Source data:
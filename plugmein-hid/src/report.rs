//! HID boot-keyboard input report
//!
//! Boot protocol reports are always 8 bytes:
//! ```text
//! Offset  Size  Field
//! 0       1     modifier bitmask
//! 1       1     reserved
//! 2       6     key usage codes (0 = empty slot)
//! ```

use crate::error::HidError;

/// Modifier bits of byte 0
pub mod mods {
    pub const NONE: u8 = 0x00;
    pub const LCTRL: u8 = 0x01;
    pub const LSHIFT: u8 = 0x02;
    pub const LALT: u8 = 0x04;
    pub const LGUI: u8 = 0x08;
    pub const RCTRL: u8 = 0x10;
    pub const RSHIFT: u8 = 0x20;
    pub const RALT: u8 = 0x40;
    pub const RGUI: u8 = 0x80;

    /// Modifier bits paired with their rendered token, in output order
    pub const PREFIXES: [(u8, &str); 8] = [
        (LCTRL, "<LCTRL>"),
        (LSHIFT, "<LSHIFT>"),
        (LALT, "<LALT>"),
        (LGUI, "<LGUI>"),
        (RCTRL, "<RCTRL>"),
        (RSHIFT, "<RSHIFT>"),
        (RALT, "<RALT>"),
        (RGUI, "<RGUI>"),
    ];
}

/// Decoded boot-keyboard report
#[derive(Debug, Clone, Copy, Default, PartialEq, Eq)]
pub struct BootReport {
    pub modifier: u8,
    pub reserved: u8,
    pub keys: [u8; 6],
}

impl BootReport {
    /// Size of a boot report on the wire
    pub const LEN: usize = 8;

    /// Decode an exactly 8-byte report
    pub fn parse(raw: &[u8]) -> Result<Self, HidError> {
        if raw.len() != Self::LEN {
            return Err(HidError::MalformedFrame {
                needed: Self::LEN,
                available: raw.len(),
            });
        }

        Ok(Self {
            modifier: raw[0],
            reserved: raw[1],
            keys: [raw[2], raw[3], raw[4], raw[5], raw[6], raw[7]],
        })
    }

    /// Decode the report carried at the tail of a captured frame.
    ///
    /// usbmon appends the payload after the transfer header (and setup
    /// bytes), so the report is the last 8 of the `captured_len` bytes.
    pub fn from_frame(frame: &[u8], captured_len: usize) -> Result<Self, HidError> {
        if captured_len > frame.len() || captured_len < Self::LEN {
            return Err(HidError::MalformedFrame {
                needed: Self::LEN,
                available: captured_len.min(frame.len()),
            });
        }

        Self::parse(&frame[captured_len - Self::LEN..captured_len])
    }

    /// Encode back to wire bytes
    pub fn to_bytes(&self) -> [u8; 8] {
        let k = &self.keys;
        [
            self.modifier,
            self.reserved,
            k[0],
            k[1],
            k[2],
            k[3],
            k[4],
            k[5],
        ]
    }

    /// Usage code in the first key slot (the only one rendered)
    pub fn primary_key(&self) -> u8 {
        self.keys[0]
    }

    /// All-zero report: every key and modifier released
    pub fn is_release(&self) -> bool {
        self.to_bytes() == [0u8; 8]
    }

    /// True if any modifier bit is set
    pub fn has_modifiers(&self) -> bool {
        self.modifier != mods::NONE
    }

    /// Rendered tokens of the set modifier bits, in fixed output order
    pub fn modifier_tokens(&self) -> impl Iterator<Item = &'static str> + '_ {
        mods::PREFIXES
            .iter()
            .filter(move |(bit, _)| self.modifier & bit != 0)
            .map(|(_, name)| *name)
    }
}

#[cfg(test)]
mod tests {
    use super::*;

    #[test]
    fn test_parse_shift_a() {
        let report = BootReport::parse(&[0x02, 0x00, 0x04, 0, 0, 0, 0, 0]).unwrap();
        assert_eq!(report.modifier, mods::LSHIFT);
        assert_eq!(report.primary_key(), 0x04);
        assert!(report.has_modifiers());
        assert!(!report.is_release());
    }

    #[test]
    fn test_parse_wrong_length() {
        let err = BootReport::parse(&[0u8; 7]).unwrap_err();
        assert_eq!(
            err,
            HidError::MalformedFrame {
                needed: 8,
                available: 7
            }
        );
    }

    #[test]
    fn test_from_frame_takes_tail() {
        // 64-byte mmapped header followed by the report
        let mut frame = vec![0xAAu8; 64];
        frame.extend_from_slice(&[0x01, 0x00, 0x06, 0x07, 0, 0, 0, 0]);
        let report = BootReport::from_frame(&frame, frame.len()).unwrap();
        assert_eq!(report.modifier, mods::LCTRL);
        assert_eq!(report.keys, [0x06, 0x07, 0, 0, 0, 0]);
    }

    #[test]
    fn test_from_frame_respects_captured_len() {
        let mut frame = vec![0u8; 48];
        frame.extend_from_slice(&[0x00, 0x00, 0x05, 0, 0, 0, 0, 0]);
        frame.extend_from_slice(&[0xFF; 4]); // trailing bytes beyond caplen
        let report = BootReport::from_frame(&frame, 56).unwrap();
        assert_eq!(report.primary_key(), 0x05);
    }

    #[test]
    fn test_from_frame_malformed() {
        assert!(BootReport::from_frame(&[0u8; 4], 4).is_err());
        // captured_len claims more than the buffer holds
        assert!(BootReport::from_frame(&[0u8; 16], 32).is_err());
    }

    #[test]
    fn test_release() {
        assert!(BootReport::default().is_release());
        let modifier_only = BootReport {
            modifier: mods::LCTRL | mods::LSHIFT,
            ..Default::default()
        };
        assert!(!modifier_only.is_release());
    }

    #[test]
    fn test_modifier_tokens_order() {
        let report = BootReport {
            modifier: mods::RGUI | mods::LCTRL | mods::RSHIFT,
            ..Default::default()
        };
        let tokens: Vec<_> = report.modifier_tokens().collect();
        assert_eq!(tokens, ["<LCTRL>", "<RSHIFT>", "<RGUI>"]);
    }
}
//! usbmon frame sources and header parsing
//!
//! Frames come either from a live libpcap capture on a `usbmonN` device
//! or from a recorded pcap/pcapng file. Both hand each frame to a
//! [`FrameHandler`](crate::keylog::FrameHandler).
//!
//! # Example
//!
//! ```ignore
//! use std::sync::atomic::AtomicBool;
//! use plugmein::keylog::FrameHandler;
//! use plugmein::usbmon::{CaptureOptions, UsbMonitor};
//!
//! let running = AtomicBool::new(true);
//! let mut monitor = UsbMonitor::open("usbmon0", &CaptureOptions::default())?;
//! let mut handler = FrameHandler::new(0, std::io::stdout());
//! monitor.run(&mut handler, &running)?;
//! ```

mod capture;
mod replay;
pub mod urb;

pub use capture::{
    list_devices, CaptureOptions, MonitorDevice, UsbMonitor, READ_TIMEOUT_MS, SNAPLEN,
};
pub use replay::{replay_file, ReplaySummary};
pub use urb::{check_frame, is_admissible, FrameMeta, Rejection, UrbHeader};
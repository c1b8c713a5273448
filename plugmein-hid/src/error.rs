//! HID decoding error types

use thiserror::Error;

/// Errors from report decoding
#[derive(Error, Debug, Clone, PartialEq, Eq)]
pub enum HidError {
    /// Fewer bytes available than a boot report needs
    #[error("Malformed frame: need {needed} bytes, {available} available")]
    MalformedFrame { needed: usize, available: usize },
}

◆ INSTRUCTIONS FOR THE TASK:
Some lines above contain the word "mods". Copy each of them.

◆ ANSWER SECTION:
pub mod mods {
        self.modifier != mods::NONE
        mods::PREFIXES
        assert_eq!(report.modifier, mods::LSHIFT);
        assert_eq!(report.modifier, mods::LCTRL);
            modifier: mods::LCTRL | mods::LSHIFT,
            modifier: mods::RGUI | mods::LCTRL | mods::RSHIFT,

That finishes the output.